══ RECORDS SHOWN
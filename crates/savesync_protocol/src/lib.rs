//! # SaveSync Protocol
//!
//! Data types shared by the save synchronization engine and its collaborators.
//!
//! This crate provides:
//! - `SaveBatch` and `BatchKind` (the unit of queued save instructions)
//! - `Instructions` and `InstructionValue` (field-path → value mappings)
//! - `BatchConflict` for colliding pending batches
//! - `SaveReceipt` and `SaveHash` for round-trip integrity verification
//! - Canonical CBOR encoding of instructions
//!
//! This is a pure protocol crate with no I/O operations.
//!
//! ## Example
//!
//! ```
//! use savesync_protocol::{
//!     BatchKind, BatchTimestamp, Instructions, PlayerId, SaveBatch, SessionBatchId,
//! };
//!
//! let instructions: Instructions = [("gold", 5i64)].into_iter().collect();
//! let batch = SaveBatch::create(
//!     BatchKind::Slim,
//!     PlayerId::new("p1"),
//!     SessionBatchId::new_random(),
//!     BatchTimestamp::new(100, 0),
//!     instructions,
//! );
//! assert!(!batch.is_urgent());
//! assert_eq!(batch.expected_hash(), batch.instructions().save_hash());
//! ```

#![deny(unsafe_code)]
#![warn(missing_docs)]
#![warn(clippy::unwrap_used, clippy::expect_used, clippy::panic)]

mod batch;
mod canonical;
mod conflict;
mod error;
mod hash;
mod ids;
mod instructions;
mod receipt;
mod value;

pub use batch::{BatchKind, SaveBatch};
pub use canonical::{to_canonical_bytes, CanonicalEncoder};
pub use conflict::BatchConflict;
pub use error::{ProtocolError, ProtocolResult};
pub use hash::SaveHash;
pub use ids::{BatchTimestamp, PlayerId, SessionBatchId};
pub use instructions::Instructions;
pub use receipt::SaveReceipt;
pub use value::{InstructionValue, ValueKind};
════
| GOAL OF THE EXERCISE |
Please count how many lines in the preceding records hold the word "BatchTimestamp", then give only that number.

| YOUR RESPONSE |
3